Directions:
An exact copy of all entries is the expected answer.

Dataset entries
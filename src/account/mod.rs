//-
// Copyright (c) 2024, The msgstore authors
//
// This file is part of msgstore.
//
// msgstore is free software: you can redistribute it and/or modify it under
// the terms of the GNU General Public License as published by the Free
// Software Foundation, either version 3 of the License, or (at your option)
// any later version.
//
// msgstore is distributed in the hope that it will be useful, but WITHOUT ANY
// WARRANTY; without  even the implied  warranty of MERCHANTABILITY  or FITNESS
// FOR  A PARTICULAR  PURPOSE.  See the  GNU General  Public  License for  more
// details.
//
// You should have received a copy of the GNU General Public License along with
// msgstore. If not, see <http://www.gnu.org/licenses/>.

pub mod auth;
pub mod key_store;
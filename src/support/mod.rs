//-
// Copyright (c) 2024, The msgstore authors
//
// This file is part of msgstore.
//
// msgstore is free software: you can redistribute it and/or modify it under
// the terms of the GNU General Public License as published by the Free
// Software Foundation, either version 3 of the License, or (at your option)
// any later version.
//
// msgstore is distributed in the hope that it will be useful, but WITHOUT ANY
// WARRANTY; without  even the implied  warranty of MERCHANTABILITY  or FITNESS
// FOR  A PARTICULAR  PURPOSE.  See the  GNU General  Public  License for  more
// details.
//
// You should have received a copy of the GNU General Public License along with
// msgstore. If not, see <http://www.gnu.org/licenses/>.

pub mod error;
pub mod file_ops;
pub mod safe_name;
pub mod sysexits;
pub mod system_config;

Response box:
filename src/account/mod.rs
//-
// Copyright (c) 2024, The msgstore authors
//
// This file is part of msgstore.
//
// msgstore is free software: you can redistribute it and/or modify it under
// the terms of the GNU General Public License as published by the Free
// Software Foundation, either version 3 of the License, or (at your option)
// any later version.
//
// msgstore is distributed in the hope that it will be useful, but WITHOUT ANY
// WARRANTY; without  even the implied  warranty of MERCHANTABILITY  or FITNESS
// FOR  A PARTICULAR  PURPOSE.  See the  GNU General  Public  License for  more
// details.
//
// You should have received a copy of the GNU General Public License along with
// msgstore. If not, see <http://www.gnu.org/licenses/>.

pub mod auth;
pub mod key_store;
filename src/support/mod.rs
//-
// Copyright (c) 2024, The msgstore authors
//
// This file is part of msgstore.
//
// msgstore is free software: you can redistribute it and/or modify it under
// the terms of the GNU General Public License as published by the Free
// Software Foundation, either version 3 of the License, or (at your option)
// any later version.
//
// msgstore is distributed in the hope that it will be useful, but WITHOUT ANY
// WARRANTY; without  even the implied  warranty of MERCHANTABILITY  or FITNESS
// FOR  A PARTICULAR  PURPOSE.  See the  GNU General  Public  License for  more
// details.
//
// You should have received a copy of the GNU General Public License along with
// msgstore. If not, see <http://www.gnu.org/licenses/>.

pub mod error;
pub mod file_ops;
pub mod safe_name;
pub mod sysexits;
pub mod system_config;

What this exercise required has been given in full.